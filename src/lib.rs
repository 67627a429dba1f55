pub mod appresult;
pub mod auth;
pub mod campgrounds;
pub mod comments;
pub mod config;
pub mod db;
pub mod flash;
pub mod images;
pub mod landing;
pub mod method_override;
pub mod res;
pub mod session;

use axum::{
    extract::{DefaultBodyLimit, FromRef},
    middleware,
    routing::get,
    Router,
};
use sqlx::SqlitePool;
use tower_http::trace::TraceLayer;
use tower_sessions::{cookie::SameSite, Expiry, MemoryStore, SessionManagerLayer};

pub use appresult::{AppError, AppResult};
pub use config::Config;
pub use images::SharedImageHost;

#[derive(Clone, FromRef)]
pub struct AppState {
    pub db_pool: SqlitePool,
    pub images: SharedImageHost,
}

/// Cookie and upload settings the router needs beyond [`AppState`].
#[derive(Debug, Clone)]
pub struct HttpSettings {
    pub session_ttl: time::Duration,
    pub cookie_secure: bool,
    pub max_upload_bytes: usize,
}

impl Default for HttpSettings {
    fn default() -> Self {
        Self {
            session_ttl: time::Duration::days(1),
            cookie_secure: false,
            max_upload_bytes: 10 * 1024 * 1024,
        }
    }
}

impl From<&Config> for HttpSettings {
    fn from(config: &Config) -> Self {
        Self {
            session_ttl: time::Duration::minutes(config.session_ttl_minutes),
            cookie_secure: config.cookie_secure,
            max_upload_bytes: config.max_upload_bytes,
        }
    }
}

/// The whole site. Method override wraps the routes from the outside so the
/// rewritten verb is what routing sees.
pub fn app(app_state: AppState, settings: HttpSettings) -> Router {
    let session_layer = SessionManagerLayer::new(MemoryStore::default())
        .with_secure(settings.cookie_secure)
        .with_same_site(SameSite::Lax)
        .with_expiry(Expiry::OnInactivity(settings.session_ttl));

    let routes = Router::new()
        .route("/", get(landing::landing))
        .route("/style.css", get(res::stylesheet))

        .merge(auth::router())
        .nest("/campgrounds", campgrounds::router())

        .with_state(app_state)
        .layer(DefaultBodyLimit::max(settings.max_upload_bytes))
        .layer(session_layer);

    Router::new()
        .fallback_service(routes)
        .layer(middleware::from_fn(method_override::method_override))
        .layer(TraceLayer::new_for_http())
}
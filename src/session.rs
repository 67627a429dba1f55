//! Keys under which request state lives in the server-side session.

pub const USER_ID: &str = "user_id";
pub const FLASH: &str = "flash";
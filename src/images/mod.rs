//! Campground pictures live with an external image host; the database only
//! keeps the URL it hands back and the asset id needed to delete it again.

mod cloudinary;

use std::sync::Arc;

use async_trait::async_trait;
use thiserror::Error;

pub use cloudinary::Cloudinary;

/// What the host returns for a stored upload.
#[derive(Debug, Clone, PartialEq, Eq)]
pub struct HostedImage {
    pub url: String,
    pub public_id: String,
}

#[derive(Error, Debug)]
pub enum ImageError {
    #[error("image host unreachable: {0}")]
    Http(#[from] reqwest::Error),

    #[error("{0}")]
    Api(String),

    #[error("unexpected response from image host: {0}")]
    Malformed(String),
}

#[async_trait]
pub trait ImageHost: Send + Sync {
    async fn upload(&self, filename: &str, bytes: Vec<u8>) -> Result<HostedImage, ImageError>;

    async fn destroy(&self, public_id: &str) -> Result<(), ImageError>;
}

pub type SharedImageHost = Arc<dyn ImageHost>;

const IMAGE_EXTENSIONS: [&str; 4] = ["jpg", "jpeg", "png", "gif"];

/// Only names ending in a known image extension are accepted for upload.
pub fn is_image_filename(filename: &str) -> bool {
    let Some((_, extension)) = filename.rsplit_once('.') else {
        return false;
    };
    IMAGE_EXTENSIONS
        .iter()
        .any(|known| extension.eq_ignore_ascii_case(known))
}
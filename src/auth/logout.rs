use axum::{debug_handler, response::Response};
use tower_sessions::Session;
use uuid::Uuid;

use crate::{flash, session::USER_ID, AppResult};

#[debug_handler]
pub(crate) async fn logout(session: Session) -> AppResult<Response> {
    session.remove::<Uuid>(USER_ID).await?;
    session.cycle_id().await?;
    flash::success(&session, "Logged you out!", "/campgrounds").await
}
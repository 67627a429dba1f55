use axum::{debug_handler, extract::State, response::{IntoResponse, Response}, Form};
use serde::Deserialize;
use sqlx::SqlitePool;
use tower_sessions::Session;
use tracing::info;

use crate::{db::{accounts, NewAccount}, flash, include_res, res, AppResult, AppState};

use super::{password, sign_in, CurrentUser};

#[derive(Deserialize)]
pub(crate) struct RegisterForm {
    username: String,
    password: String,
}

#[debug_handler(state = AppState)]
pub(crate) async fn register_page(
    session: Session,
    CurrentUser(user): CurrentUser,
) -> AppResult<Response> {
    Ok(res::page(&session, user.as_ref(), "Sign Up", include_res!(str, "/pages/auth/register.html"))
        .await?
        .into_response())
}

#[debug_handler(state = AppState)]
pub(crate) async fn register(
    State(db_pool): State<SqlitePool>,
    session: Session,
    Form(RegisterForm { username, password }): Form<RegisterForm>,
) -> AppResult<Response> {
    let username = username.trim();
    if username.is_empty() || password.is_empty() {
        return flash::error(&session, "Username and password are required", "/register").await;
    }

    let password_hash = password::hash(password).await?;
    let created = accounts::create(&db_pool, NewAccount { username, password_hash: &password_hash }).await;
    let account = match created {
        Ok(Some(account)) => account,
        Ok(None) => {
            return flash::error(&session, "A user with the given username is already registered", "/register").await;
        }
        Err(e) => return flash::error(&session, e.to_string(), "/register").await,
    };

    info!("registered {}#{}", account.username, account.id);
    sign_in(&session, &account).await?;
    flash::success(&session, format!("Welcome to YelpCamp {}", account.username), "/campgrounds").await
}
//! Entry points shared by the command-line tool, the REPL, and any other
//! front end: run source text or a `.supp` file through the pipeline and
//! collect whatever each stage produced.

use std::fs;
use std::io;
use std::path::Path;

use crate::Error;
use crate::ast::Node;
use crate::lexer::tokenize_named;
use crate::parser::parse;
use crate::position::DEFAULT_SOURCE_NAME;
use crate::token::Token;

/// File extension accepted by [`run_file`].
pub const SOURCE_EXTENSION: &str = "supp";

/// How far to take the source through the pipeline.
#[derive(Debug, Clone, Copy, PartialEq, Eq, Default)]
pub enum Mode {
    /// Tokenize only.
    #[default]
    Lex,
    /// Tokenize, then parse an arithmetic expression.
    Parse,
    /// Tokenize, parse, and evaluate.
    Eval,
}

/// Options for [`run_file`].
#[derive(Debug, Clone, Copy, PartialEq, Eq)]
pub struct RunConfig {
    pub mode: Mode,
    /// Reject paths whose extension is not `.supp`.
    pub check_extension: bool,
}

impl Default for RunConfig {
    fn default() -> Self {
        Self {
            mode: Mode::default(),
            check_extension: true,
        }
    }
}

/// Everything a run produced. On a lex error `tokens` holds the prefix
/// scanned before the fault; `ast` and `value` are only set when their
/// stage succeeded.
#[derive(Debug, Clone, PartialEq)]
pub struct RunResult {
    pub tokens: Vec<Token>,
    pub ast: Option<Node>,
    pub value: Option<f64>,
    pub error: Option<Error>,
}

impl RunResult {
    /// `"{error name}: {details}"`, if the run failed.
    #[must_use]
    pub fn error_message(&self) -> Option<String> {
        self.error.as_ref().map(ToString::to_string)
    }

    #[must_use]
    pub const fn is_ok(&self) -> bool {
        self.error.is_none()
    }
}

/// Errors raised before any source text is read.
#[derive(Debug, thiserror::Error)]
pub enum FileError {
    /// Extension other than `.supp`. Holds the extension with its dot.
    #[error("Error: Unsupported file type '{0}'")]
    UnsupportedFileType(String),
    #[error("Error: File '{0}' not found")]
    NotFound(String),
    #[error("Error: could not read '{path}': {source}")]
    Io {
        path: String,
        #[source]
        source: io::Error,
    },
}

/// Run `source` through the pipeline up to `mode`.
#[must_use]
pub fn run(source: &str, mode: Mode) -> RunResult {
    run_named(DEFAULT_SOURCE_NAME, source, mode)
}

/// Like [`run`], recording `source_name` in every position.
#[must_use]
pub fn run_named(source_name: &str, source: &str, mode: Mode) -> RunResult {
    let scanned = tokenize_named(source_name, source);
    let mut result = RunResult {
        tokens: scanned.tokens,
        ast: None,
        value: None,
        error: scanned.error.map(Error::from),
    };

    if result.error.is_some() || mode == Mode::Lex {
        return result;
    }

    let ast = match parse(&result.tokens) {
        Ok(ast) => ast,
        Err(err) => {
            result.error = Some(err.into());
            return result;
        }
    };

    if mode == Mode::Eval {
        match ast.evaluate() {
            Ok(value) => result.value = Some(value),
            Err(err) => result.error = Some(err.into()),
        }
    }
    result.ast = Some(ast);
    result
}

/// Validate and read a `.supp` file, then [`run_named`] its contents.
///
/// # Errors
///
/// Returns `FileError` for a wrong extension, a missing file, or an
/// unreadable one. Lex/parse failures are reported inside `RunResult`.
pub fn run_file(path: impl AsRef<Path>, config: &RunConfig) -> Result<RunResult, FileError> {
    let path = path.as_ref();
    let display = path.display().to_string();

    if config.check_extension {
        let ext = path
            .extension()
            .map(|e| format!(".{}", e.to_string_lossy()))
            .unwrap_or_default();
        if ext != format!(".{SOURCE_EXTENSION}") {
            return Err(FileError::UnsupportedFileType(ext));
        }
    }

    let text = fs::read_to_string(path).map_err(|source| {
        if source.kind() == io::ErrorKind::NotFound {
            FileError::NotFound(display.clone())
        } else {
            FileError::Io {
                path: display.clone(),
                source,
            }
        }
    })?;

    log::debug!("running {display} ({} bytes)", text.len());
    Ok(run_named(&display, &text, config.mode))
}

#[cfg(test)]
mod tests {
    use super::*;

    #[test]
    fn lex_mode_stops_after_tokens() {
        let result = run("Product", Mode::Lex);
        assert!(result.is_ok());
        assert_eq!(result.tokens.len(), 2);
        assert!(result.ast.is_none());
    }

    #[test]
    fn parse_mode_builds_ast() {
        let result = run("1 + 2 * 3", Mode::Parse);
        assert!(result.is_ok());
        assert_eq!(
            result.ast.map(|n| n.to_string()).as_deref(),
            Some("(1, '+', (2, '*', 3))")
        );
        assert!(result.value.is_none());
    }

    #[test]
    fn eval_mode_computes_value() {
        let result = run("(1 + 2) * 3", Mode::Eval);
        assert_eq!(result.value, Some(9.0));
    }

    #[test]
    fn lex_error_message_keeps_prefix() {
        let result = run("1 + ~", Mode::Parse);
        assert_eq!(
            result.error_message().as_deref(),
            Some("Illegal Character: '~'")
        );
        assert_eq!(result.tokens.len(), 2);
        assert!(result.ast.is_none());
    }

    #[test]
    fn unsupported_extension() {
        let err = run_file("inventory.txt", &RunConfig::default()).unwrap_err();
        assert_eq!(err.to_string(), "Error: Unsupported file type '.txt'");
    }

    #[test]
    fn missing_extension() {
        let err = run_file("inventory", &RunConfig::default()).unwrap_err();
        assert_eq!(err.to_string(), "Error: Unsupported file type ''");
    }

    #[test]
    fn missing_file() {
        let err = run_file("no/such/dir/inventory.supp", &RunConfig::default()).unwrap_err();
        assert_eq!(
            err.to_string(),
            "Error: File 'no/such/dir/inventory.supp' not found"
        );
    }
}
# # # #
▶ _Exercise instructions_
From the records above, repeat exactly the lines from the one with "impl From<&Config> for" through the one with "filename src/images/mod.rs", both included.

▶ _Answer below_
impl From<&Config> for HttpSettings {
    fn from(config: &Config) -> Self {
        Self {
            session_ttl: time::Duration::minutes(config.session_ttl_minutes),
            cookie_secure: config.cookie_secure,
            max_upload_bytes: config.max_upload_bytes,
        }
    }
}

/// The whole site. Method override wraps the routes from the outside so the
/// rewritten verb is what routing sees.
pub fn app(app_state: AppState, settings: HttpSettings) -> Router {
    let session_layer = SessionManagerLayer::new(MemoryStore::default())
        .with_secure(settings.cookie_secure)
        .with_same_site(SameSite::Lax)
        .with_expiry(Expiry::OnInactivity(settings.session_ttl));

    let routes = Router::new()
        .route("/", get(landing::landing))
        .route("/style.css", get(res::stylesheet))

        .merge(auth::router())
        .nest("/campgrounds", campgrounds::router())

        .with_state(app_state)
        .layer(DefaultBodyLimit::max(settings.max_upload_bytes))
        .layer(session_layer);

    Router::new()
        .fallback_service(routes)
        .layer(middleware::from_fn(method_override::method_override))
        .layer(TraceLayer::new_for_http())
}
filename src/session.rs
repository 67627a429dba1f55
//! Keys under which request state lives in the server-side session.

pub const USER_ID: &str = "user_id";
pub const FLASH: &str = "flash";
filename src/images/mod.rs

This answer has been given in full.